EXERCISE BRIEF: Go through the material and copy each line that includes "BTreeMap".

DATA SUPPLIED:
++++++
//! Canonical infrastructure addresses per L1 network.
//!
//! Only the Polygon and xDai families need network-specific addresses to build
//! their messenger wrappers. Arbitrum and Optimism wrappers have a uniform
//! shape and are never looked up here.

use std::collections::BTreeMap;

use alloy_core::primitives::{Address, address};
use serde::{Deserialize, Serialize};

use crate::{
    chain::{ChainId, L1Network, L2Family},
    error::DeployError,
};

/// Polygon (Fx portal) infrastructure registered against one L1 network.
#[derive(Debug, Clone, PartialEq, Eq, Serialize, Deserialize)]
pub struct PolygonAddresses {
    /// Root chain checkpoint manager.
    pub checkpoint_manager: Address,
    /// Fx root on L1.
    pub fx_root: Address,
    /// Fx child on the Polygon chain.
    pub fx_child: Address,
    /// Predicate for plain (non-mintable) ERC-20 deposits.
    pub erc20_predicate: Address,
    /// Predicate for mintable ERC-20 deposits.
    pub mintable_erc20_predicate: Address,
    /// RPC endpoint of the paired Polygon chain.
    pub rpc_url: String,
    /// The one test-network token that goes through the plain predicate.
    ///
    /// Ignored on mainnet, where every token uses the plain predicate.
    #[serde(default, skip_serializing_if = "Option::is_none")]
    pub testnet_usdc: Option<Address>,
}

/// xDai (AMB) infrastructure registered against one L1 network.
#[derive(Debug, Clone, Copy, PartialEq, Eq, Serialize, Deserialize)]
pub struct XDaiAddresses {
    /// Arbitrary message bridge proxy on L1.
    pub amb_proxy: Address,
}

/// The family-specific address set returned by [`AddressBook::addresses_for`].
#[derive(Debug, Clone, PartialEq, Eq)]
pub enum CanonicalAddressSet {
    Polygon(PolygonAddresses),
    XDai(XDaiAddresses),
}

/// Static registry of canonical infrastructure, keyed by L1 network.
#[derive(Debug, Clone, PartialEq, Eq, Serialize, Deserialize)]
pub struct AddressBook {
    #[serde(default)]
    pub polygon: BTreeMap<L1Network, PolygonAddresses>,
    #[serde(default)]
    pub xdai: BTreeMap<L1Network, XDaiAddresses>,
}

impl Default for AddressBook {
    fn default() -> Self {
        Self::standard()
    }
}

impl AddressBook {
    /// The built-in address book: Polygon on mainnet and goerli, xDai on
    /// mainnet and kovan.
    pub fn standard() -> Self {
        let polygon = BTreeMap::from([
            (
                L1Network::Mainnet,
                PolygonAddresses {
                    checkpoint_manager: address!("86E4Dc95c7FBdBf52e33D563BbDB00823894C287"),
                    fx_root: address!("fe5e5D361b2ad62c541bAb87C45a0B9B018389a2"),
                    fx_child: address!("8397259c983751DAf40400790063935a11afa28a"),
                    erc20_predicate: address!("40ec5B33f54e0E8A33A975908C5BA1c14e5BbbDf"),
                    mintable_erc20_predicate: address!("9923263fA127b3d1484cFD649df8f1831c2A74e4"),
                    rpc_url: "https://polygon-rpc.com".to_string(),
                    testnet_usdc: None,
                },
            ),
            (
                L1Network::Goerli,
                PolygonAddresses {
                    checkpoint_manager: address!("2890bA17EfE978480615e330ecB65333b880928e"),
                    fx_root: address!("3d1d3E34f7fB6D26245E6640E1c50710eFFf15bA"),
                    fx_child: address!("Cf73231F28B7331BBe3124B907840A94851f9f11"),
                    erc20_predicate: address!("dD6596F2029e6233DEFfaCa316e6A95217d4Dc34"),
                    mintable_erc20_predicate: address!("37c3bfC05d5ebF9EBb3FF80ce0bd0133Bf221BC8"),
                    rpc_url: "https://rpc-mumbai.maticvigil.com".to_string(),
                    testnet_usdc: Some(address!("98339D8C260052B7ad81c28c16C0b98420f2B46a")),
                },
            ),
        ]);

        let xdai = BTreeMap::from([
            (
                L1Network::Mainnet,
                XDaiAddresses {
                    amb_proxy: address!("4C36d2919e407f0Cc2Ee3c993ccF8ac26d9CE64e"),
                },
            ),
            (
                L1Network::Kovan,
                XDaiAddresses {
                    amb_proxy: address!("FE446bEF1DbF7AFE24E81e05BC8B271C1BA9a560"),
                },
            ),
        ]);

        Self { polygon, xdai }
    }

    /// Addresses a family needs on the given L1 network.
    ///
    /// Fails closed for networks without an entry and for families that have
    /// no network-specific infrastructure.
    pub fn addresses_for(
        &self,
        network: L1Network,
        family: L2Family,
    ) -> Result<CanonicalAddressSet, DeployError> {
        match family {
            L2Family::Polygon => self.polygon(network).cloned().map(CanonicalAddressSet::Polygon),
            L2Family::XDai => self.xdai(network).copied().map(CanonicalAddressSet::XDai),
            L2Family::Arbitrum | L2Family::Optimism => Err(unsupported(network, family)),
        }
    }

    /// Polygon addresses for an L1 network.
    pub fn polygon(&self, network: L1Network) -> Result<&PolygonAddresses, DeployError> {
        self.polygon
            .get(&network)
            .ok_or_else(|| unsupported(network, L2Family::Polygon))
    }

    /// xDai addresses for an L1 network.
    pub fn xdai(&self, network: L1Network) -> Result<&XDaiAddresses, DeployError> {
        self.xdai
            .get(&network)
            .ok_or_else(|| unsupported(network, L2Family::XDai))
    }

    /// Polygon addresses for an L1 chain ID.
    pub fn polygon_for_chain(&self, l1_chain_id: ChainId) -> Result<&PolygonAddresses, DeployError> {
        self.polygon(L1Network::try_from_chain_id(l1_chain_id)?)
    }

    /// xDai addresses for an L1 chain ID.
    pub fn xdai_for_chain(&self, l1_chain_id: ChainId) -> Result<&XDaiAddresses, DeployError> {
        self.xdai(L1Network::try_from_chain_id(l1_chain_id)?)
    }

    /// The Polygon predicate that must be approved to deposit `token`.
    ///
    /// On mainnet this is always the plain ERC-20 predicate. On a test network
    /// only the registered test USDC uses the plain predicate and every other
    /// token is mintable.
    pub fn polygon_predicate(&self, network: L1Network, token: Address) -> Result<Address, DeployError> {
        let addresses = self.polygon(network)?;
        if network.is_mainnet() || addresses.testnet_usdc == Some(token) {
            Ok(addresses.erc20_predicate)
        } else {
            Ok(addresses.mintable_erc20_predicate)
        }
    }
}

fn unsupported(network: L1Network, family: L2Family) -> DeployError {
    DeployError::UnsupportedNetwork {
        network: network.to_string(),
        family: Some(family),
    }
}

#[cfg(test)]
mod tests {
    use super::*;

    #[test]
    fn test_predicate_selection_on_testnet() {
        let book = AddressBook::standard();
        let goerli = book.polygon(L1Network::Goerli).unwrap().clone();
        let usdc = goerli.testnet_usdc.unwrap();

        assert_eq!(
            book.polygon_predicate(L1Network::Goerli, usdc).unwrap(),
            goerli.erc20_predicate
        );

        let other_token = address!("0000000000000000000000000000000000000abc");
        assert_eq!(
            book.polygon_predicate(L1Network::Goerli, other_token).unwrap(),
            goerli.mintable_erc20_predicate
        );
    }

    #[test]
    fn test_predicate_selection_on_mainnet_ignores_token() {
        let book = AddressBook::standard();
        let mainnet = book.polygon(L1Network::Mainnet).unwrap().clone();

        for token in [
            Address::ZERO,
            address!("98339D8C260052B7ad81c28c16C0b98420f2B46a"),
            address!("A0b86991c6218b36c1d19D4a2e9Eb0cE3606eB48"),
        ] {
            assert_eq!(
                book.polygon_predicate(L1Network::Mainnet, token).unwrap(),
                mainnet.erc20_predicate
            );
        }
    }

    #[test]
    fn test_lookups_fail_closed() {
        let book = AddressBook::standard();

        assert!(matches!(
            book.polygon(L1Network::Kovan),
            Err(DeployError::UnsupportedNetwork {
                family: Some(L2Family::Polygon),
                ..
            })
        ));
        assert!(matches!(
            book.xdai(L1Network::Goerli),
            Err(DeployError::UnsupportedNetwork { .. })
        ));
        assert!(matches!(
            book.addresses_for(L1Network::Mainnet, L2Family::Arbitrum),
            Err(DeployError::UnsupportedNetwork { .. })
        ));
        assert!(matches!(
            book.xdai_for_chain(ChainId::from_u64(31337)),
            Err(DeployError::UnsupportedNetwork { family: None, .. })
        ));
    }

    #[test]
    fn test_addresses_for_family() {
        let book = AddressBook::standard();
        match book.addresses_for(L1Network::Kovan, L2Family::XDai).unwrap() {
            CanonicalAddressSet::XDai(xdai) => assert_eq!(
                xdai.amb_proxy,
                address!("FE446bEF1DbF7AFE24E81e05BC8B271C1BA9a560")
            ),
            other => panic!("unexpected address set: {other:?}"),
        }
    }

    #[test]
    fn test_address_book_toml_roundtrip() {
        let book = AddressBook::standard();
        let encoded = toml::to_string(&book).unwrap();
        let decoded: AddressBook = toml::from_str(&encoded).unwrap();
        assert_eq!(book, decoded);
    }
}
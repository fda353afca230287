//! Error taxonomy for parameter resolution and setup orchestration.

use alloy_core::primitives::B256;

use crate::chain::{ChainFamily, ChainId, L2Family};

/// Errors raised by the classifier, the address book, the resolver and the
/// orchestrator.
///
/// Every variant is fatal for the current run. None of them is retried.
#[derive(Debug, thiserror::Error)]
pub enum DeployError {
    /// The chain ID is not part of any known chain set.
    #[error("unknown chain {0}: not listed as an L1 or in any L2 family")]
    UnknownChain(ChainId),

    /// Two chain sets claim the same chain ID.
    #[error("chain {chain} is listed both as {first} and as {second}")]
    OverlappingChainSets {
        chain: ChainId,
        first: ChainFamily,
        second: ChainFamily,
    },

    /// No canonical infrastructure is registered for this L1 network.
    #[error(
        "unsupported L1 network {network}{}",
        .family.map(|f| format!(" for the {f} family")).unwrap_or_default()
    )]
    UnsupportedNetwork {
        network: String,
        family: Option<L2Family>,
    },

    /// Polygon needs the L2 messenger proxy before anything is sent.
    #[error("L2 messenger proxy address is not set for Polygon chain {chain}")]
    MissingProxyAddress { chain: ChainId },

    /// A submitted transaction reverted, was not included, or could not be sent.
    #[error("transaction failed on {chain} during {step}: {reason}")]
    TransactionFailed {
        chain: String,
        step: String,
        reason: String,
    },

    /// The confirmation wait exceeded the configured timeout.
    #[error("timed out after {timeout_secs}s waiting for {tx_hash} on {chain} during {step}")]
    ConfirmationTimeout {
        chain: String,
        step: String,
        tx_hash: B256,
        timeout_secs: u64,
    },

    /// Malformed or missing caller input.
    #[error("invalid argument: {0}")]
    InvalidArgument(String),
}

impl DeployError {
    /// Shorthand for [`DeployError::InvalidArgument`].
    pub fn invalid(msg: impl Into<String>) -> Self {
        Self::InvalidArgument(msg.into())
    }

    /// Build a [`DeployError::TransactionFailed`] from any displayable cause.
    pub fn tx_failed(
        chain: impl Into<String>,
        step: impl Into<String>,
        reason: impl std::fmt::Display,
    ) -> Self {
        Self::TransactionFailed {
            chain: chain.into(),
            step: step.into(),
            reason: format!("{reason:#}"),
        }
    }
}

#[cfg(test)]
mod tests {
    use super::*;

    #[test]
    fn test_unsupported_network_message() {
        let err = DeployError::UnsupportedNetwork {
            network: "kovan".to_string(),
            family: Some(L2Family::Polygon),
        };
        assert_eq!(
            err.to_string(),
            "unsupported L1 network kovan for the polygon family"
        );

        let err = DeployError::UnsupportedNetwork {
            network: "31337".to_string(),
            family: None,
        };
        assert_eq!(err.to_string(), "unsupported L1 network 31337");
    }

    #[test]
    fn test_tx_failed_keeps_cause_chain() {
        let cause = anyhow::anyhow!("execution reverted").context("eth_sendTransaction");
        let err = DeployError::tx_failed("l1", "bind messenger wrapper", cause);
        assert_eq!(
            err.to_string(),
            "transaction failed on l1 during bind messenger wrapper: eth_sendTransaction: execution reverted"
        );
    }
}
++++++
SOLUTION TO THE EXERCISE:
use std::collections::BTreeMap;
    pub polygon: BTreeMap<L1Network, PolygonAddresses>,
    pub xdai: BTreeMap<L1Network, XDaiAddresses>,
        let polygon = BTreeMap::from([
        let xdai = BTreeMap::from([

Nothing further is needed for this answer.